The “Three Graces,” a marble sculpture of Jupiter’s daughters by 18th century Italian artist Antonio Canova, smiles in beauty and polemics from a place of honor at the National Gallery in Edinburgh, Scotland. The girls--Grace, Beauty and Joy--had a close call, but after great furor and nail-biting peril, they were, as grateful British newspapers put it, “Saved for the nation!”

Read that “Saved from the Getty” by a British government determined to keep the statue at home and willing to rewrite the rules at the eleventh hour in 1994 to make sure it happened. “The Getty said [early on] they were not going to plunder British heritage, and many of the great objects sold to them in the past decade have come from Britain. I don’t know how that squares up,” said Timothy Clifford, director of Scotland’s National Galleries. “One is slightly wary of the Getty.”
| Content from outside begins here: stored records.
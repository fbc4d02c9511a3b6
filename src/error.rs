/// Errors raised at the collaborator boundary (levels, saves, scores, config).
///
/// The simulation itself never fails: out-of-range queries resolve to
/// Ground, illegal moves are ignored, unreachable enemies wait.

use std::path::PathBuf;

use thiserror::Error;

use crate::domain::grid::Cell;

#[derive(Debug, Error)]
pub enum GameError {
    #[error("i/o error on {}: {source}", .path.display())]
    Io {
        path: PathBuf,
        #[source]
        source: std::io::Error,
    },

    #[error("malformed JSON in {}: {source}", .path.display())]
    Json {
        path: PathBuf,
        #[source]
        source: serde_json::Error,
    },

    #[error("malformed config {}: {source}", .path.display())]
    Toml {
        path: PathBuf,
        #[source]
        source: toml::de::Error,
    },

    #[error("level layout is empty")]
    EmptyLayout,

    #[error("layout row {row} has {found} tiles, expected {expected}")]
    RaggedLayout { row: usize, expected: usize, found: usize },

    #[error("unknown tile symbol {symbol:?} at row {row}, col {col}")]
    UnknownTile { row: usize, col: usize, symbol: char },

    #[error("snapshot is {found_w}x{found_h} but level is {expected_w}x{expected_h}")]
    SnapshotMismatch {
        expected_w: usize,
        expected_h: usize,
        found_w: usize,
        found_h: usize,
    },

    #[error("snapshot belongs to level {} but level {} is loaded", .saved + 1, .current + 1)]
    SnapshotLevel { saved: usize, current: usize },

    #[error("{actor} spawns at row {}, col {} which is outside the map or solid", .cell.row, .cell.col)]
    BadSpawn { actor: &'static str, cell: Cell },

    #[error("level set contains no levels")]
    NoLevels,
}

impl GameError {
    pub fn io(path: impl Into<PathBuf>, source: std::io::Error) -> Self {
        GameError::Io { path: path.into(), source }
    }

    pub fn json(path: impl Into<PathBuf>, source: serde_json::Error) -> Self {
        GameError::Json { path: path.into(), source }
    }
}

pub type Result<T> = std::result::Result<T, GameError>;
Times are changing, but the Getty Museum has been a nationalist and establishment bugbear in the art-aware nations of Europe for most of its brief, free-spending life. Watch out, here comes the nouveau-riche, buy-it-all American with pretensions to match its millions. An asking price of $11.5 million for the “Three Graces”? A bagatelle for the Getty, but it took Clifford, the curator of a London museum and a lot of their friends ages to match the bid.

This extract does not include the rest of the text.